From the records below, transcribe only the lines running from the one with "self.state().params = params;" through the one with "-> Result<(), String>". Keep both of those end lines.

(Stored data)
==*==

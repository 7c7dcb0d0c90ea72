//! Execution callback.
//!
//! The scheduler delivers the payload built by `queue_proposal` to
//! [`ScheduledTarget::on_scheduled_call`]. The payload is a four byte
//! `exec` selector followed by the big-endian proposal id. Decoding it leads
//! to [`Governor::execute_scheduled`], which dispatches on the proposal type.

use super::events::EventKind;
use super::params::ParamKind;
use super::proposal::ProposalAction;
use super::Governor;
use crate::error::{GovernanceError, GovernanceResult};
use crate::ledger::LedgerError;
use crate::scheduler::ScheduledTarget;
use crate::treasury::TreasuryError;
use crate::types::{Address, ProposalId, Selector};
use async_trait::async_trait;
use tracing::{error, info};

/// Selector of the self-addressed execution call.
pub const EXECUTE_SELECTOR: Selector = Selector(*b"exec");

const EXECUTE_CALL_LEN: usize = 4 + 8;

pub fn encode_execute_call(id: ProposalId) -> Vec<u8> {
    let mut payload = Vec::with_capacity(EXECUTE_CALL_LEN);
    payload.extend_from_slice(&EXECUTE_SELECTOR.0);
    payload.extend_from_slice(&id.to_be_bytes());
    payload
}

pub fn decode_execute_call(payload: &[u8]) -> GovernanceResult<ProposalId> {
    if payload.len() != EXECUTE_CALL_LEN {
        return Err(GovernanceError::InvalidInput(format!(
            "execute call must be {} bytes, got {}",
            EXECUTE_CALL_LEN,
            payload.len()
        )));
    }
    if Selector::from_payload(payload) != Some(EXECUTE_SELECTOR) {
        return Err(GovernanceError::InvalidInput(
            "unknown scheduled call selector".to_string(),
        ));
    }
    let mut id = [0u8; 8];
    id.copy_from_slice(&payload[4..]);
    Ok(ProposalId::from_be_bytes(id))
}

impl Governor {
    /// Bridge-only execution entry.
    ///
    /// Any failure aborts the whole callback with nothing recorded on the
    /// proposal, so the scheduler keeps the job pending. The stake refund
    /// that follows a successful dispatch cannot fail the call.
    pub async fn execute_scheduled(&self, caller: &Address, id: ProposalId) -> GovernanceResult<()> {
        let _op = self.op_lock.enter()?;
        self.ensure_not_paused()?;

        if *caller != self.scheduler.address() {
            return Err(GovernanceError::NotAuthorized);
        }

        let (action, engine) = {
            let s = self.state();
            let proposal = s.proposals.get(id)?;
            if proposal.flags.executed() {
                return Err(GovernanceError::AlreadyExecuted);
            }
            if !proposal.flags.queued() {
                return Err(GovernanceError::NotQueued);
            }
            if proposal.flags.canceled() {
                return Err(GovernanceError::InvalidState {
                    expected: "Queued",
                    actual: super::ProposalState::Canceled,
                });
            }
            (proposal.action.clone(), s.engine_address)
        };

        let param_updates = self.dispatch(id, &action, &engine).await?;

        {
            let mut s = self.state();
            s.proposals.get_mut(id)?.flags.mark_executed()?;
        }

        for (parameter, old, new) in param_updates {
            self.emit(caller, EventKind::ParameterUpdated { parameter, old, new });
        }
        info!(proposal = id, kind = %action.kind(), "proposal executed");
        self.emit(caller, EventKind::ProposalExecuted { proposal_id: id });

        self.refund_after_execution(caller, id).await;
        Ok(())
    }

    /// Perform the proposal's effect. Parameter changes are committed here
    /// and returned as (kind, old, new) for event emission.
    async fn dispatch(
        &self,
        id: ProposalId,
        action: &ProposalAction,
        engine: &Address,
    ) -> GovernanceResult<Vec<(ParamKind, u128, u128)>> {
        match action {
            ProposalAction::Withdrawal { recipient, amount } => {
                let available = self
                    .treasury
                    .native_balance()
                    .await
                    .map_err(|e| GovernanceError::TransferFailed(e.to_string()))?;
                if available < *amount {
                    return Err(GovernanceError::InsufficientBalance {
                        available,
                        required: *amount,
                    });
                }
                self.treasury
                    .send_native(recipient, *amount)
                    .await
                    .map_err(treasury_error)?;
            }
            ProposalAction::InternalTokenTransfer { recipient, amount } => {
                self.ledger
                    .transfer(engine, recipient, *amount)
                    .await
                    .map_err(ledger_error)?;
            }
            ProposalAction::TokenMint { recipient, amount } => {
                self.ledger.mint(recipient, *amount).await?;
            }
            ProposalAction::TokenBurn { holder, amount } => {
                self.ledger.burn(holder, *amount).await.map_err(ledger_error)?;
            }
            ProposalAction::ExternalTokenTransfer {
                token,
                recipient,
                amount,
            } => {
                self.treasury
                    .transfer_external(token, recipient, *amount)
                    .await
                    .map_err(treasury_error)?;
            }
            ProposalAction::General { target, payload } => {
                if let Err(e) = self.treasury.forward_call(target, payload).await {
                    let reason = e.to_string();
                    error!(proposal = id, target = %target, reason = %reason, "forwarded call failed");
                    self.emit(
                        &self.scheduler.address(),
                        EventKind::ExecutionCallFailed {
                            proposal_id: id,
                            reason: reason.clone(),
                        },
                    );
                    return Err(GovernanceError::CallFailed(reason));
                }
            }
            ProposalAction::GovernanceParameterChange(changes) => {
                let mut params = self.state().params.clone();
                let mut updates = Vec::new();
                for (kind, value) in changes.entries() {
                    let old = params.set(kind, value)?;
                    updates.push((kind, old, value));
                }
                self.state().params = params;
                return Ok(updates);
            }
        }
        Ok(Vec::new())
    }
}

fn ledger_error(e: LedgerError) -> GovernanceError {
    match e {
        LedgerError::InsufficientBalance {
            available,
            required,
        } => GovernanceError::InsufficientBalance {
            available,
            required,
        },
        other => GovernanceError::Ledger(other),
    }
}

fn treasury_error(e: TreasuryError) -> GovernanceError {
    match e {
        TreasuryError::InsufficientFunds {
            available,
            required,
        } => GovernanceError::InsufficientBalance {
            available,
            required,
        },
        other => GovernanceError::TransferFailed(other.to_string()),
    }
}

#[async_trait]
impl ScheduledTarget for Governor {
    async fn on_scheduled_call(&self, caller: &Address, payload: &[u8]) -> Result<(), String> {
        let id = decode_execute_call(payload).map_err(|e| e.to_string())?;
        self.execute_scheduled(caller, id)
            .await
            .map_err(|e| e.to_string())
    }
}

==*==

→ Output
                self.state().params = params;
                return Ok(updates);
            }
        }
        Ok(Vec::new())
    }
}

fn ledger_error(e: LedgerError) -> GovernanceError {
    match e {
        LedgerError::InsufficientBalance {
            available,
            required,
        } => GovernanceError::InsufficientBalance {
            available,
            required,
        },
        other => GovernanceError::Ledger(other),
    }
}

fn treasury_error(e: TreasuryError) -> GovernanceError {
    match e {
        TreasuryError::InsufficientFunds {
            available,
            required,
        } => GovernanceError::InsufficientBalance {
            available,
            required,
        },
        other => GovernanceError::TransferFailed(other.to_string()),
    }
}

#[async_trait]
impl ScheduledTarget for Governor {
    async fn on_scheduled_call(&self, caller: &Address, payload: &[u8]) -> Result<(), String> {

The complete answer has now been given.